Copy each line below in which the string "DirectoryCache" appears.

Stored items:
-*-*-

//! Brand directory fetch-and-cache
//!
//! Retrieves every page of a registry listing, deduplicates the captured brand
//! names and memoizes the result for a fixed TTL.
//!
//! Pagination rules:
//! - The first page (bare base URL) must succeed, otherwise the directory is
//!   unavailable and the error surfaces to the caller.
//! - Pages `?page=1, 2, ...` follow until a page yields no brands, a page fetch
//!   fails, or `max_pages` is reached. None of these is an overall failure;
//!   everything collected so far is kept.
//!
//! Cache rules:
//! - A refresh builds a new `BrandList` and swaps the entry in whole. Readers
//!   never take a lock and only ever see a complete snapshot.
//! - A failed refresh leaves the previous entry untouched (no negative caching).
//! - Concurrent callers that find the cache expired wait on a single refresh.
//! - The outcome of the latest fetch is kept for health reporting: a failure
//!   message until the next successful fetch clears it.

use crate::models::{BrandList, CacheEntry, RegistrySource};
use crate::services::brand_extractor::extract_brand_names;
use crate::services::page_fetcher::{FetchError, PageFetcher};
use bunny_common::config::{DEFAULT_CACHE_TTL_SECS, DEFAULT_MAX_PAGES};
use chrono::Utc;
use std::sync::Arc;
use std::time::Duration;
use thiserror::Error;
use arc_swap::ArcSwapOption;
use tokio::sync::Mutex;
use tracing::{debug, info, warn};

/// Directory cache errors
#[derive(Debug, Error)]
pub enum DirectoryError {
    /// First page could not be fetched; callers treat this as "no verdict"
    #[error("Registry '{registry}' unavailable: {cause}")]
    Unavailable {
        registry: String,
        #[source]
        cause: FetchError,
    },

    #[error("Invalid cache configuration: {0}")]
    InvalidConfig(String),
}

/// Cache tuning
#[derive(Debug, Clone)]
pub struct CacheOptions {
    pub ttl: Duration,
    pub max_pages: u32,
}

impl Default for CacheOptions {
    fn default() -> Self {
        Self {
            ttl: Duration::from_secs(DEFAULT_CACHE_TTL_SECS),
            max_pages: DEFAULT_MAX_PAGES,
        }
    }
}

/// Memoized brand list for one registry
pub struct DirectoryCache {
    source: RegistrySource,
    fetcher: Arc<dyn PageFetcher>,
    ttl: chrono::Duration,
    max_pages: u32,
    entry: ArcSwapOption<CacheEntry>,
    last_failure: ArcSwapOption<String>,
    refresh_lock: Mutex<()>,
}

impl DirectoryCache {
    /// # Errors
    /// Returns `DirectoryError::InvalidConfig` if the TTL does not fit a
    /// timestamp offset, or pushes the expiry past the representable range.
    pub fn new(
        source: RegistrySource,
        fetcher: Arc<dyn PageFetcher>,
        options: CacheOptions,
    ) -> Result<Self, DirectoryError> {
        let ttl = chrono::Duration::from_std(options.ttl)
            .map_err(|e| DirectoryError::InvalidConfig(format!("TTL {:?}: {}", options.ttl, e)))?;
        if Utc::now().checked_add_signed(ttl).is_none() {
            return Err(DirectoryError::InvalidConfig(format!(
                "TTL {:?} overflows the expiry timestamp",
                options.ttl
            )));
        }

        Ok(Self {
            source,
            fetcher,
            ttl,
            max_pages: options.max_pages,
            entry: ArcSwapOption::empty(),
            last_failure: ArcSwapOption::empty(),
            refresh_lock: Mutex::new(()),
        })
    }

    pub fn source(&self) -> &RegistrySource {
        &self.source
    }

    /// Current snapshot, if one is cached and still valid
    pub fn cached(&self) -> Option<Arc<BrandList>> {
        let now = Utc::now();
        self.entry
            .load_full()
            .filter(|entry| entry.is_valid_at(now))
            .map(|entry| Arc::clone(&entry.list))
    }

    /// Error message of the latest fetch, if it failed
    pub fn last_failure(&self) -> Option<String> {
        self.last_failure.load_full().map(|message| message.as_ref().clone())
    }

    /// Return the registry's brand list, fetching it if the cache is empty or expired
    ///
    /// # Errors
    /// Returns `DirectoryError::Unavailable` when the first page cannot be fetched.
    pub async fn fetch_all_brands(&self) -> Result<Arc<BrandList>, DirectoryError> {
        if let Some(list) = self.cached() {
            debug!(registry = %self.source.id, entries = list.len(), "Directory cache hit");
            return Ok(list);
        }

        let _refresh = self.refresh_lock.lock().await;

        // Another caller may have refreshed while we waited
        if let Some(list) = self.cached() {
            debug!(registry = %self.source.id, entries = list.len(), "Directory refreshed by concurrent caller");
            return Ok(list);
        }

        self.reload().await
    }

    /// Refetch now, ignoring any cached entry
    ///
    /// The current entry stays in place until the new list is complete, and
    /// is kept if the fetch fails.
    ///
    /// # Errors
    /// Returns `DirectoryError::Unavailable` when the first page cannot be fetched.
    pub async fn refresh(&self) -> Result<Arc<BrandList>, DirectoryError> {
        let _refresh = self.refresh_lock.lock().await;
        self.reload().await
    }

    /// Fetch every page and swap in the new entry; caller holds `refresh_lock`
    async fn reload(&self) -> Result<Arc<BrandList>, DirectoryError> {
        let result = self.rebuild().await;
        match &result {
            Ok(_) => self.last_failure.store(None),
            Err(e) => self.last_failure.store(Some(Arc::new(e.to_string()))),
        }
        result
    }

    async fn rebuild(&self) -> Result<Arc<BrandList>, DirectoryError> {
        let names = self.fetch_pages().await?;
        let fetched_at = Utc::now();
        let expires_at = fetched_at.checked_add_signed(self.ttl).ok_or_else(|| {
            DirectoryError::InvalidConfig(format!("TTL {} overflows the expiry timestamp", self.ttl))
        })?;
        let list = Arc::new(BrandList::from_captured(
            self.source.id.clone(),
            names,
            fetched_at,
        ));

        self.entry
            .store(Some(Arc::new(CacheEntry::new(Arc::clone(&list), expires_at))));

        info!(
            registry = %self.source.id,
            entries = list.len(),
            "Directory refreshed"
        );

        Ok(list)
    }

    async fn fetch_pages(&self) -> Result<Vec<String>, DirectoryError> {
        let first = self
            .fetcher
            .fetch_page(&self.source.base_url)
            .await
            .map_err(|cause| DirectoryError::Unavailable {
                registry: self.source.id.clone(),
                cause,
            })?;

        let mut names = extract_brand_names(&first, &self.source.link_marker);
        debug!(registry = %self.source.id, page = 0, found = names.len(), "Captured first page");

        let mut page = 1;
        loop {
            if page > self.max_pages {
                warn!(
                    registry = %self.source.id,
                    max_pages = self.max_pages,
                    "Pagination limit reached, keeping collected brands"
                );
                break;
            }

            let html = match self.fetcher.fetch_page(&self.source.page_url(page)).await {
                Ok(html) => html,
                Err(e) => {
                    warn!(
                        registry = %self.source.id,
                        page,
                        error = %e,
                        "Page fetch failed, stopping pagination"
                    );
                    break;
                }
            };

            let brands = extract_brand_names(&html, &self.source.link_marker);
            if brands.is_empty() {
                debug!(registry = %self.source.id, page, "Empty page, end of directory");
                break;
            }

            debug!(registry = %self.source.id, page, found = brands.len(), "Captured page");
            names.extend(brands);
            page += 1;
        }

        Ok(names)
    }
}
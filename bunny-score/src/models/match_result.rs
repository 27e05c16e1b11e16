//! Outcome of matching a company name against a brand list

use serde::Serialize;

/// Minimum (rounded) score for a match to count as found
pub const MATCH_THRESHOLD: f64 = 0.6;

/// Result of a fuzzy brand lookup
///
/// `found` is decided on the unrounded best score; `score` is the same value
/// rounded for reporting.
#[derive(Debug, Clone, PartialEq, Serialize)]
#[serde(rename_all = "camelCase")]
pub struct MatchResult {
    found: bool,
    best_match: Option<String>,
    score: f64,
    #[serde(skip_serializing_if = "Option::is_none")]
    error: Option<String>,
}

impl MatchResult {
    /// Build a result from the raw best score; the reported score is rounded to 2 decimals
    pub fn from_score(best_match: Option<String>, raw_score: f64) -> Self {
        Self {
            found: raw_score >= MATCH_THRESHOLD,
            best_match,
            score: (raw_score * 100.0).round() / 100.0,
            error: None,
        }
    }

    /// Exact normalized match
    pub fn exact(best_match: impl Into<String>) -> Self {
        Self::from_score(Some(best_match.into()), 1.0)
    }

    /// No candidate matched at all
    pub fn not_found() -> Self {
        Self::from_score(None, 0.0)
    }

    /// The registry could not be consulted; carries the reason, never a verdict
    pub fn unavailable(error: impl Into<String>) -> Self {
        Self {
            error: Some(error.into()),
            ..Self::not_found()
        }
    }

    pub fn found(&self) -> bool {
        self.found
    }

    pub fn best_match(&self) -> Option<&str> {
        self.best_match.as_deref()
    }

    pub fn score(&self) -> f64 {
        self.score
    }

    pub fn error(&self) -> Option<&str> {
        self.error.as_deref()
    }
}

-*-*-

**Written response**
pub struct DirectoryCache {
impl DirectoryCache {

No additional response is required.